**Stored data:**
= Beginning of Section =

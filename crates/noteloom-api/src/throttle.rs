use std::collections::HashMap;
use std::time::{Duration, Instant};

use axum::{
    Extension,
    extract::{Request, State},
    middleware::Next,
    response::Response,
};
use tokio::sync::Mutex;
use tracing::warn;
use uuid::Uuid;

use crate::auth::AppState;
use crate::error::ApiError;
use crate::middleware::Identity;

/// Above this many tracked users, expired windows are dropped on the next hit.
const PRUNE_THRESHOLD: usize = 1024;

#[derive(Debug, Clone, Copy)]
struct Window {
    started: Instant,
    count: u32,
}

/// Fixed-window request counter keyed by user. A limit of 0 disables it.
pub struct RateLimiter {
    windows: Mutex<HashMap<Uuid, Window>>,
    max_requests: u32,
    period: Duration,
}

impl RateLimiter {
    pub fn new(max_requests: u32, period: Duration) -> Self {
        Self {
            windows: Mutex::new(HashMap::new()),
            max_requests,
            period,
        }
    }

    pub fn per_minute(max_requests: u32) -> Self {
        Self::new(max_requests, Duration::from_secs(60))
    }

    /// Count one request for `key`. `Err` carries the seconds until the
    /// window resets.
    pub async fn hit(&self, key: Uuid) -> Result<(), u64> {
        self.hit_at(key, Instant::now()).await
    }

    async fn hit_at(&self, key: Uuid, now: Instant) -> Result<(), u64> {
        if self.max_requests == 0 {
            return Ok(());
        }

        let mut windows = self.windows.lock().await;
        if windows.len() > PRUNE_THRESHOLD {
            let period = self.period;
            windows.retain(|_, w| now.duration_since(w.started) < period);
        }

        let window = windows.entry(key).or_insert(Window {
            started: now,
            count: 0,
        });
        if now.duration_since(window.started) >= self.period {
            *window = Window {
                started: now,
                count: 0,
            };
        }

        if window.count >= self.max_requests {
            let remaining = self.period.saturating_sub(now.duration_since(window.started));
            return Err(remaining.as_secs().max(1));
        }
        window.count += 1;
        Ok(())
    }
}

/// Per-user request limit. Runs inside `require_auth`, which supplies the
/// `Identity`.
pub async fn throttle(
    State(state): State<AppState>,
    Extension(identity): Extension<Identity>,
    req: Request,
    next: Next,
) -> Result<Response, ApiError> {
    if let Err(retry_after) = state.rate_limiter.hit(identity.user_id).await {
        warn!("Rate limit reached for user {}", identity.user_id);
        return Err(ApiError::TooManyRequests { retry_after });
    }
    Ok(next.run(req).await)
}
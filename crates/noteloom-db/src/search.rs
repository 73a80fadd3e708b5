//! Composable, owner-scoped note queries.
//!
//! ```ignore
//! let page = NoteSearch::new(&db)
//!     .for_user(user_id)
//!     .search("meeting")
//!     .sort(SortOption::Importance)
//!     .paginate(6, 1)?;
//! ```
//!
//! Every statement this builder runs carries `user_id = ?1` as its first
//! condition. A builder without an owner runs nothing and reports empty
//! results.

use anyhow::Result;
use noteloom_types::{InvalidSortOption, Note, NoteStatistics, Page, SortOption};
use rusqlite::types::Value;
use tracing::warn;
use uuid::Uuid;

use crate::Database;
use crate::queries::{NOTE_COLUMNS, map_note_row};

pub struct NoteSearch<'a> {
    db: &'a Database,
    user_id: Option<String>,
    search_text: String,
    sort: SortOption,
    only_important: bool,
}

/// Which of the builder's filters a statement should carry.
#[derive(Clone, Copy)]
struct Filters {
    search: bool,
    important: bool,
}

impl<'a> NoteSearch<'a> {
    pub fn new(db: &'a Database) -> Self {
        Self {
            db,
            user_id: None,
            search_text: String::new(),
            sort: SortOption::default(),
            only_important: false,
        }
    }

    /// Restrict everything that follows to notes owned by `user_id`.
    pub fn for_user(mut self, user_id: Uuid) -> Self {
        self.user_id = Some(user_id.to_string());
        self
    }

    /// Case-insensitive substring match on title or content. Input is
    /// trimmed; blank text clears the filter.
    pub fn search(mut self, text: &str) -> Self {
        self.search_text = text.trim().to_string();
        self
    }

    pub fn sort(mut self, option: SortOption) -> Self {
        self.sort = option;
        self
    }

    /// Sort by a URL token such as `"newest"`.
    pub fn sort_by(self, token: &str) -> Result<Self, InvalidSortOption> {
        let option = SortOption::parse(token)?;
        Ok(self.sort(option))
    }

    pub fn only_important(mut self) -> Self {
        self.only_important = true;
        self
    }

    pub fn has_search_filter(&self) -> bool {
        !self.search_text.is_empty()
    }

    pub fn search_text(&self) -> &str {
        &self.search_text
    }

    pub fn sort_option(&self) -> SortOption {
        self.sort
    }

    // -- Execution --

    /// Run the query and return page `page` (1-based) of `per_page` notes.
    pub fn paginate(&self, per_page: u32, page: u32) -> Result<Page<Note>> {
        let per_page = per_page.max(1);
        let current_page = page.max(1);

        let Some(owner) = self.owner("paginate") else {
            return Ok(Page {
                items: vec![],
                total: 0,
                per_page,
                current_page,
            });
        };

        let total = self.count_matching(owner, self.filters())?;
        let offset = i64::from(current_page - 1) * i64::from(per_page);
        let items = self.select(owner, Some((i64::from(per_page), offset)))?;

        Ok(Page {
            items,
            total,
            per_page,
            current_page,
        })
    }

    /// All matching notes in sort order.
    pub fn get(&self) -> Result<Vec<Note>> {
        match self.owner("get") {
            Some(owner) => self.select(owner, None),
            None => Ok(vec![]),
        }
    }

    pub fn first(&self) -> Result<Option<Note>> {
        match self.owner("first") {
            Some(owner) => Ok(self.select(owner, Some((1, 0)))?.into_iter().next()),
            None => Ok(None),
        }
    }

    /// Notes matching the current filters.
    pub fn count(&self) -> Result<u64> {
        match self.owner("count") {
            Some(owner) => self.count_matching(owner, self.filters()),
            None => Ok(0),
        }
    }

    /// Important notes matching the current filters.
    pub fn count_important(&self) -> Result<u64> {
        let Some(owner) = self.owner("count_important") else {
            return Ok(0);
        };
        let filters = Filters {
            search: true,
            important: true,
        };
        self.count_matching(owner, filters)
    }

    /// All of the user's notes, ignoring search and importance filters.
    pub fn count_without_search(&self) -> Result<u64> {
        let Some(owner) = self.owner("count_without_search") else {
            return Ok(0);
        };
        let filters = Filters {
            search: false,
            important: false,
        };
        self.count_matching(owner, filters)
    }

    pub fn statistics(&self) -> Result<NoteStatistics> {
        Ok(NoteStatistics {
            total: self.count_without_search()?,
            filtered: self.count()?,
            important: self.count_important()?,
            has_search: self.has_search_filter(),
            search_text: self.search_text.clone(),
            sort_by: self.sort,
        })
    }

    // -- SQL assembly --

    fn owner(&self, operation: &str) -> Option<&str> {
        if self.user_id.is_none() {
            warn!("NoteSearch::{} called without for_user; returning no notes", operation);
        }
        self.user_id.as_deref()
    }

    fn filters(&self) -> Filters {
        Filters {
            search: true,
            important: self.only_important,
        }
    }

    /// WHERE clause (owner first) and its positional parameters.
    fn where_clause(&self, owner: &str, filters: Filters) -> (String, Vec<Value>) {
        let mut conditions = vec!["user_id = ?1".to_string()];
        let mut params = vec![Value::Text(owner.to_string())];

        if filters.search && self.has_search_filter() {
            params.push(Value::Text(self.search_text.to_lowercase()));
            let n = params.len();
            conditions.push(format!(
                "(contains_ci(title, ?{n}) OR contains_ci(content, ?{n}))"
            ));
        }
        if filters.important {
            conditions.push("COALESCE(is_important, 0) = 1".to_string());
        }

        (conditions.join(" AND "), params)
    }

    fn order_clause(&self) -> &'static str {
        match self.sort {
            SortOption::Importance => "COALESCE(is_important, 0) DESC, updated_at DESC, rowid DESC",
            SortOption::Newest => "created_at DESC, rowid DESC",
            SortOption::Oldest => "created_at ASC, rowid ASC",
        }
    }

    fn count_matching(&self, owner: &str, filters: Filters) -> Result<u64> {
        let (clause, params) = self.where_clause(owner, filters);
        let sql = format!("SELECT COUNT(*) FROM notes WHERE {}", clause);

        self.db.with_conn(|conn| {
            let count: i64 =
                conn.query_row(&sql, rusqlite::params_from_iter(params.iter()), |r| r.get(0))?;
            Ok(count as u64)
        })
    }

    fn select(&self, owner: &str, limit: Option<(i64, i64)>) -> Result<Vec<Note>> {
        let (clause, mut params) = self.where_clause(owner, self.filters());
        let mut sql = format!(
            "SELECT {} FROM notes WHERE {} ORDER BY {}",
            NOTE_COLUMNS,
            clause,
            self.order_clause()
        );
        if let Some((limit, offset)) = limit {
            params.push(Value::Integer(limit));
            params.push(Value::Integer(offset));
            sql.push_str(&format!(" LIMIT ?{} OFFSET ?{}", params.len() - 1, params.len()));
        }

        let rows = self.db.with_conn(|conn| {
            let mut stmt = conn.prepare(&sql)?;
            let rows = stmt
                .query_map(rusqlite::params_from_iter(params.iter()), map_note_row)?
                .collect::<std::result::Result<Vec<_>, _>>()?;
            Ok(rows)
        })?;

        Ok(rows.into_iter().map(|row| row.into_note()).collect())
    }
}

= End of Section =

**Task prompt:** Each line of the data that has the string "impl" counts once; give the total and nothing else.

**Reply to the task:** 2